_What is needed:_ All lines in the material below that hold "MissingSetting" should be found and copied.

_Records:_

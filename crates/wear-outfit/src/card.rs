//! Outfit card view models.
//!
//! A card pairs the API's verbatim data with the two display lookups: the
//! condition icon and one garment pictogram per clothing slot.

use crate::classify::classify;
use crate::condition::ConditionIcon;
use crate::types::{ClothingSlot, ForecastDay, Outfit, OutfitToday};
use std::fmt;

/// One garment position on a card
#[derive(Debug, Clone, PartialEq, Eq)]
pub struct CardSlot {
    pub slot: ClothingSlot,
    /// Garment name as returned by the API
    pub name: String,
    /// Empty when the API said "none"
    pub pictogram: &'static str,
}

impl CardSlot {
    fn new(outfit: &Outfit, slot: ClothingSlot) -> Self {
        let name = outfit.piece(slot);
        Self {
            slot,
            name: name.to_string(),
            pictogram: classify(name),
        }
    }

    pub fn label(&self) -> &'static str {
        self.slot.label()
    }

    pub fn is_shown(&self) -> bool {
        !self.pictogram.is_empty()
    }
}

#[derive(Debug, Clone)]
pub struct OutfitCard {
    pub heading: String,
    pub date: Option<String>,
    pub condition: String,
    pub icon: ConditionIcon,
    pub temperature: String,
    pub humidity: Option<u8>,
    /// Unit, uppercase
    pub unit: String,
    pub slots: Vec<CardSlot>,
    pub tip: String,
}

impl OutfitCard {
    pub fn from_forecast(day: &ForecastDay) -> Self {
        Self {
            heading: day.day.clone(),
            date: Some(day.date.format("%Y-%m-%d").to_string()),
            condition: day.condition.clone(),
            icon: ConditionIcon::for_condition(&day.condition),
            temperature: format!("{}°/{}°", day.high, day.low),
            humidity: None,
            unit: day.unit.as_str().to_uppercase(),
            slots: slots_for(&day.outfit),
            tip: day.tip.clone(),
        }
    }

    pub fn from_today(today: &OutfitToday) -> Self {
        Self {
            heading: "Today".to_string(),
            date: None,
            condition: today.condition.clone(),
            icon: ConditionIcon::for_condition(&today.condition),
            temperature: format!("{}°", today.temp),
            humidity: Some(today.humidity),
            unit: today.unit.as_str().to_uppercase(),
            slots: slots_for(&today.outfit),
            tip: today.tip.clone(),
        }
    }

    /// Slots that have something to show
    pub fn shown_slots(&self) -> impl Iterator<Item = &CardSlot> {
        self.slots.iter().filter(|s| s.is_shown())
    }

    pub fn slot(&self, slot: ClothingSlot) -> Option<&CardSlot> {
        self.slots.iter().find(|s| s.slot == slot)
    }
}

fn slots_for(outfit: &Outfit) -> Vec<CardSlot> {
    ClothingSlot::ALL
        .iter()
        .map(|slot| CardSlot::new(outfit, *slot))
        .collect()
}

impl From<&ForecastDay> for OutfitCard {
    fn from(day: &ForecastDay) -> Self {
        Self::from_forecast(day)
    }
}

impl From<&OutfitToday> for OutfitCard {
    fn from(today: &OutfitToday) -> Self {
        Self::from_today(today)
    }
}

impl fmt::Display for OutfitCard {
    fn fmt(&self, f: &mut fmt::Formatter<'_>) -> fmt::Result {
        match &self.date {
            Some(date) => writeln!(f, "{} ({})", self.heading, date)?,
            None => writeln!(f, "{}", self.heading)?,
        }
        write!(
            f,
            "  {} {}  {} {}",
            self.icon.glyph(),
            self.condition,
            self.temperature,
            self.unit
        )?;
        if let Some(humidity) = self.humidity {
            write!(f, "  {}% humidity", humidity)?;
        }
        writeln!(f)?;
        for slot in self.shown_slots() {
            writeln!(f, "  {} {}: {}", slot.pictogram, slot.label(), slot.name)?;
        }
        if !self.tip.is_empty() {
            writeln!(f, "  Tip: {}", self.tip)?;
        }
        Ok(())
    }
}
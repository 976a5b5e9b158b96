//! Centralized error types for the WeatherWear application.
//!
//! Typed errors carry full context for logging; `user_message()` gives the
//! short text suitable for display.

use thiserror::Error;
use wear_outfit::OutfitError;

/// Top-level application error type.
#[derive(Debug, Error)]
pub enum AppError {
    #[error("Configuration error: {0}")]
    Config(#[from] ConfigError),

    #[error("Outfit error: {0}")]
    Outfit(#[from] OutfitError),

    #[error("IO error: {0}")]
    Io(#[from] std::io::Error),

    #[error("{0}")]
    Other(#[from] anyhow::Error),
}

impl AppError {
    /// Returns a user-friendly message suitable for display.
    pub fn user_message(&self) -> &'static str {
        match self {
            AppError::Config(e) => e.user_message(),
            AppError::Outfit(e) => e.user_message(),
            AppError::Io(_) => "A file operation failed. Please try again.",
            AppError::Other(_) => "An unexpected error occurred. Please try again.",
        }
    }
}

/// Configuration errors.
#[derive(Debug, Error)]
pub enum ConfigError {
    #[error("Configuration file not found: {0}")]
    NotFound(String),

    #[error("Invalid configuration: {0}")]
    Invalid(String),

    #[error("Configuration parse error: {0}")]
    ParseError(String),

    #[error("Missing required setting: {0}")]
    MissingSetting(String),
}

impl ConfigError {
    pub fn user_message(&self) -> &'static str {
        match self {
            ConfigError::NotFound(_) => "Could not locate the settings folder. Check your home directory.",
            ConfigError::Invalid(_) => "Invalid configuration. Check your settings.",
            ConfigError::ParseError(_) => "Configuration file is malformed. Check your settings.",
            ConfigError::MissingSetting(_) => "Please finish setup: choose a city in settings.",
        }
    }
}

_Exercise output:_
    MissingSetting(String),
            ConfigError::MissingSetting(_) => "Please finish setup: choose a city in settings.",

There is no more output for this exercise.